A huge challenge for many business analysts is understand the concept of uncertainty, how this arises from random sampling and that AB tests are inherently an exercise in drawing samples from population. This blog illustrates how random selection can influence the apparent monetary value players in a mobile game. We will be simulating an AB test, but instead of giving each group a different treatment, we will randomly drawn groups from the same base distribution modeled on real player data.

In this demonstration, we start by loading 31,797 real players from a mobile game. These players are NOT in an AB test … these are just regular players in the game.
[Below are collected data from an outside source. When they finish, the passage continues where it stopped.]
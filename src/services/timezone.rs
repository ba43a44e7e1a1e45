//! Civil date/time projection for a park's timezone.
//!
//! Wait samples are stored as UTC instants, but the dashboard buckets them by
//! the park's local calendar day and labels them with local clock times. All
//! conversions go through `chrono-tz` so daylight-saving transitions produce
//! 23- and 25-hour days instead of off-by-one-hour buckets.

use chrono::{DateTime, Datelike, Duration, NaiveDate, NaiveTime, TimeZone, Utc};
use chrono_tz::Tz;

use crate::errors::AppError;

/// Longest local-time gap (spring-forward) we walk across when local
/// midnight does not exist on a given date.
const MAX_GAP_MINUTES: i64 = 180;

/// Weekday abbreviations, indexed from Sunday.
const WEEKDAY_ABBREVIATIONS: [&str; 7] = ["Dom", "Seg", "Ter", "Qua", "Qui", "Sex", "Sáb"];

const TODAY_SUFFIX: &str = " - Hoje";
const YESTERDAY_SUFFIX: &str = " - Ontem";

/// Placeholder for a missing clock time.
pub const MISSING_TIME: &str = "--";

/// Parse an IANA timezone name (e.g. "America/New_York").
pub fn parse_timezone(name: &str) -> Result<Tz, AppError> {
    name.parse::<Tz>()
        .map_err(|e| AppError::InternalError(format!("Invalid timezone '{}': {}", name, e)))
}

/// Calendar date of `instant` in `tz`.
pub fn civil_date_of(instant: DateTime<Utc>, tz: Tz) -> NaiveDate {
    instant.with_timezone(&tz).date_naive()
}

/// Local clock time of `instant` in `tz`, truncated to the minute (`HH:mm`).
pub fn civil_time_of(instant: DateTime<Utc>, tz: Tz) -> String {
    instant.with_timezone(&tz).format("%H:%M").to_string()
}

/// UTC instant of the first valid local moment of `date` in `tz`.
///
/// Normally local midnight. When midnight is ambiguous (fall-back at 00:00)
/// the earlier instant is used; when it does not exist (spring-forward at
/// 00:00) the first local minute after the gap is used.
fn local_day_start_utc(date: NaiveDate, tz: Tz) -> Result<DateTime<Utc>, AppError> {
    let midnight = date.and_time(NaiveTime::MIN);
    (0..=MAX_GAP_MINUTES)
        .find_map(|m| {
            tz.from_local_datetime(&(midnight + Duration::minutes(m)))
                .earliest()
        })
        .map(|local| local.with_timezone(&Utc))
        .ok_or_else(|| {
            AppError::InternalError(format!("No valid local start of day for {} in {}", date, tz))
        })
}

/// UTC bounds `[start, end)` of the civil day `date` in `tz`.
///
/// `end` is the start of the following civil day, so on DST transition days
/// the span is 23 or 25 hours rather than 24.
pub fn day_bounds_utc(
    date: NaiveDate,
    tz: Tz,
) -> Result<(DateTime<Utc>, DateTime<Utc>), AppError> {
    let next = date
        .succ_opt()
        .ok_or_else(|| AppError::BadRequest(format!("Date {} is out of range", date)))?;
    Ok((local_day_start_utc(date, tz)?, local_day_start_utc(next, tz)?))
}

/// Today's civil date in `tz` as of `now`.
pub fn today_in(tz: Tz, now: DateTime<Utc>) -> NaiveDate {
    civil_date_of(now, tz)
}

/// Parse a `YYYY-MM-DD` civil date from a request parameter.
pub fn parse_civil_date(s: &str) -> Result<NaiveDate, AppError> {
    NaiveDate::parse_from_str(s, "%Y-%m-%d")
        .map_err(|e| AppError::BadRequest(format!("Invalid date '{}': {}", s, e)))
}

/// Render `date` as `dd/MM/yyyy (Wkd)` with a relative suffix, evaluated
/// against the current time.
pub fn format_localized(date: NaiveDate, tz: Tz) -> String {
    format_localized_at(date, tz, Utc::now())
}

/// Same as [`format_localized`] with an explicit "now".
///
/// "Yesterday" is the civil predecessor of today's civil date in `tz`, never
/// `now - 24h` in UTC.
pub fn format_localized_at(date: NaiveDate, tz: Tz, now: DateTime<Utc>) -> String {
    let weekday = WEEKDAY_ABBREVIATIONS[date.weekday().num_days_from_sunday() as usize];
    let today = today_in(tz, now);

    let suffix = if date == today {
        TODAY_SUFFIX
    } else if Some(date) == today.pred_opt() {
        YESTERDAY_SUFFIX
    } else {
        ""
    };

    format!("{} ({}){}", date.format("%d/%m/%Y"), weekday, suffix)
}

/// Render a stored time-of-day as `HH:mm`, or `--` when absent.
pub fn format_clock_time(time: Option<NaiveTime>) -> String {
    match time {
        Some(t) => t.format("%H:%M").to_string(),
        None => MISSING_TIME.to_string(),
    }
}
Next, we randomly assign these players to either Group 1 or Group 2. Since we aren’t running an experiment, we would expect any KPI’s drawn from these groups to be essentially the same. We will simply look at total revenue (summed) for each randomly drawn group.

We will then calculate the difference between the total summed revenue between Group 1 and Group 2 and save this difference. We now repeat this process 1000 times - randomly grouping players into 2 groups, calculating the difference between their group total revenue, and saving this for later analysis.

Lastly, we plot a histograms showing the difference in revenue between groups and total revenue we saw within each group for each random draw.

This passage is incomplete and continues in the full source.